Physically sick was how several senior British police officers described themselves feeling yesterday after watching a BBC television undercover documentary shown on Tuesday night in which several recruits expressed racist views of the most appalling kind.
The Home Secretary, Mr David Blunkett, who prior to the broadcast attacked the BBC over the programme, The Secret Policeman, had the good grace yesterday to add his voice to the criticism of the officers, describing their conduct as horrendous. Five officers, suspended in the morning, had resigned by evening.
Yesterday's reactions could hardly have been other than they were. After several decades during which various police forces in Britain have had to battle corruption within their own ranks, abuse of procedure, fabrication of evidence and naked perjury in the pursuit of jailing the wrong people (in some instances the wrong Irish people), the capacity to shock has been diminished. Nonetheless, what was shown to millions via their TV sets on Tuesday was truly shocking - the more so in that the programme was made and shown with the Stephen Lawrence case still fresh in most people's minds.
Mr Lawrence, it will be recalled, was the young black Londoner beaten to death in a racist assault. The investigation into his murder was so botched by Metropolitan Police officers that those responsible remain free. The significance of the Lawrence case was that examinations of the police conduct showed the London force to be infected with what was described as "institutional racism".
The television programme showed casual, and at times extreme, racism among a group of trainee officers from forces in North Wales, Cheshire and Greater Manchester. In the film, one officer was shown wearing a home-made Ku Klux Klan-style hood, saying he would bury an Asian under a train track and that Hitler had the "right idea". Stephen Lawrence had "deserved it" and his parents were "a f****** pair of spongers"; an ethnic Indian officer training with the others was also the target of abuse.

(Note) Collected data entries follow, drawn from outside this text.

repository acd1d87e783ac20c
pub mod hunks;
pub mod merge;
pub mod myers;

pub use hunks::{apply_hunks, diff_optional, diff_texts, render_unified, TextDiff};
pub use merge::{merge_optional, three_way_merge, MergeResult};
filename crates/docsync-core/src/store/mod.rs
pub mod database;
pub mod schema;

pub use database::Database;
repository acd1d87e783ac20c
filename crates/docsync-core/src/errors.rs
//! Error types for the docsync core library.

/// Top-level error enum for the docsync core library.
#[derive(Debug, thiserror::Error)]
pub enum SyncError {
    #[error("Not a repository: {0}")]
    NotARepository(String),

    #[error("Missing content: {0}")]
    MissingContent(String),

    #[error("Invalid input: {0}")]
    InvalidInput(String),

    #[error("Diff error: {0}")]
    Diff(String),

    #[error("Operation {operation_id} failed: {message}")]
    Operation {
        operation_id: String,
        message: String,
    },

    #[error("Generation error: {0}")]
    Generation(String),

    #[error("Store error: {0}")]
    Store(String),

    #[error("Execution cancelled")]
    Cancelled,

    #[error("IO error: {0}")]
    Io(#[from] std::io::Error),

    #[error("SQLite error: {0}")]
    Sqlite(#[from] rusqlite::Error),

    #[error("JSON error: {0}")]
    Json(#[from] serde_json::Error),
}

impl SyncError {
    /// Fatal errors abort a whole update cycle; everything else is recorded
    /// and the cycle carries on.
    pub fn is_fatal(&self) -> bool {
        matches!(
            self,
            SyncError::NotARepository(_) | SyncError::MissingContent(_) | SyncError::Cancelled
        )
    }
}

#[cfg(feature = "python")]
impl From<SyncError> for pyo3::PyErr {
    fn from(err: SyncError) -> pyo3::PyErr {
        use pyo3::exceptions::{PyIOError, PyRuntimeError, PyValueError};
        match &err {
            SyncError::Io(_) => PyIOError::new_err(err.to_string()),
            SyncError::InvalidInput(_)
            | SyncError::MissingContent(_)
            | SyncError::Diff(_)
            | SyncError::Json(_) => PyValueError::new_err(err.to_string()),
            _ => PyRuntimeError::new_err(err.to_string()),
        }
    }
}

pub type SyncResult<T> = Result<T, SyncError>;
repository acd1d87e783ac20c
//! Tiered update plans per affected artifact.

use std::collections::{HashMap, HashSet};

use serde::{Deserialize, Serialize};

use crate::models::{AffectedArtifact, UpdatePriority};
use crate::query::change_impact::ImpactResult;

#[derive(Debug, Clone, PartialEq, Eq, Serialize, Deserialize)]
pub struct UpdatePlan {
    pub artifact_id: String,
    pub priority: UpdatePriority,
    pub estimated_changes: usize,
    pub source_files: Vec<String>,
    pub reason: String,
}

fn reason(artifact: &AffectedArtifact) -> String {
    let files = artifact.source_files.len();
    format!(
        "{} update: {} affected symbol(s) across {} file(s)",
        artifact.priority.as_str(),
        artifact.estimated_changes,
        files
    )
}

/// One plan per affected artifact, critical tier first. Within a tier,
/// artifacts follow the dependency-aware update order. No artifact appears
/// twice.
pub fn prioritize_updates(impact: &ImpactResult) -> Vec<UpdatePlan> {
    prioritize_artifacts(&impact.affected_artifacts, &impact.update_order)
}

/// Tiered plans for an explicit artifact set, ordered within each tier by
/// `update_order`.
pub fn prioritize_artifacts(
    affected: &[AffectedArtifact],
    update_order: &[String],
) -> Vec<UpdatePlan> {
    let position: HashMap<&str, usize> = update_order
        .iter()
        .enumerate()
        .map(|(i, id)| (id.as_str(), i))
        .collect();

    let mut scheduled: HashSet<&str> = HashSet::new();
    let mut plans = Vec::with_capacity(affected.len());
    for tier in UpdatePriority::TIERS {
        let mut bucket: Vec<&AffectedArtifact> = affected
            .iter()
            .filter(|a| a.priority == tier)
            .collect();
        bucket.sort_by(|a, b| {
            let pa = position.get(a.artifact_id.as_str()).unwrap_or(&usize::MAX);
            let pb = position.get(b.artifact_id.as_str()).unwrap_or(&usize::MAX);
            pa.cmp(pb).then_with(|| a.artifact_id.cmp(&b.artifact_id))
        });
        for artifact in bucket {
            if !scheduled.insert(artifact.artifact_id.as_str()) {
                continue;
            }
            plans.push(UpdatePlan {
                artifact_id: artifact.artifact_id.clone(),
                priority: artifact.priority,
                estimated_changes: artifact.estimated_changes,
                source_files: artifact.source_files.clone(),
                reason: reason(artifact),
            });
        }
    }
    plans
}

#[cfg(test)]
mod tests {
    use super::*;
    use crate::models::{ChangeBreakdown, RiskLevel};
    use crate::query::change_impact::LocalRisk;

    fn artifact(id: &str, priority: UpdatePriority) -> AffectedArtifact {
        AffectedArtifact {
            artifact_id: id.into(),
            priority,
            estimated_changes: 2,
            source_files: vec!["a.ts".into()],
            contributing: vec![],
        }
    }

    fn impact(artifacts: Vec<AffectedArtifact>, order: &[&str]) -> ImpactResult {
        ImpactResult {
            direct: vec![],
            indirect: vec![],
            affected_artifacts: artifacts,
            update_order: order.iter().map(|s| s.to_string()).collect(),
            estimated_effort: 0,
            risk: LocalRisk {
                level: RiskLevel::Low,
                breaking: false,
                reasons: vec![],
                recommendations: vec![],
            },
            breakdown: ChangeBreakdown::default(),
            warnings: vec![],
        }
    }

    #[test]
    fn tiers_then_update_order() {
        let result = impact(
            vec![
                artifact("low-page", UpdatePriority::Low),
                artifact("module-a", UpdatePriority::Critical),
                artifact("api-reference", UpdatePriority::Critical),
                artifact("guide", UpdatePriority::Normal),
            ],
            &["api-reference", "module-a", "guide", "low-page"],
        );
        let ids: Vec<String> = prioritize_updates(&result)
            .into_iter()
            .map(|p| p.artifact_id)
            .collect();
        assert_eq!(ids, vec!["api-reference", "module-a", "guide", "low-page"]);
    }

    #[test]
    fn duplicates_are_scheduled_once() {
        let result = impact(
            vec![
                artifact("module-a", UpdatePriority::High),
                artifact("module-a", UpdatePriority::High),
                artifact("module-a", UpdatePriority::Low),
            ],
            &["module-a"],
        );
        let plans = prioritize_updates(&result);
        assert_eq!(plans.len(), 1);
        assert_eq!(plans[0].priority, UpdatePriority::High);
        assert!(plans[0].reason.starts_with("high update"));
    }
}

It is clear that the programme makers have done policing in the UK a service in exposing this sort of racism, dismaying as it is in recruits so young. Police forces in the UK will doubtless stiffen their in-house racism awareness training and reinvigorate recruitment drives among the ethnic minorities. But, just as in this State, casual lockeroom-type racial banter can create a climate of tolerance for intolerance that ends in tragedy. It will only stop through peer pressure.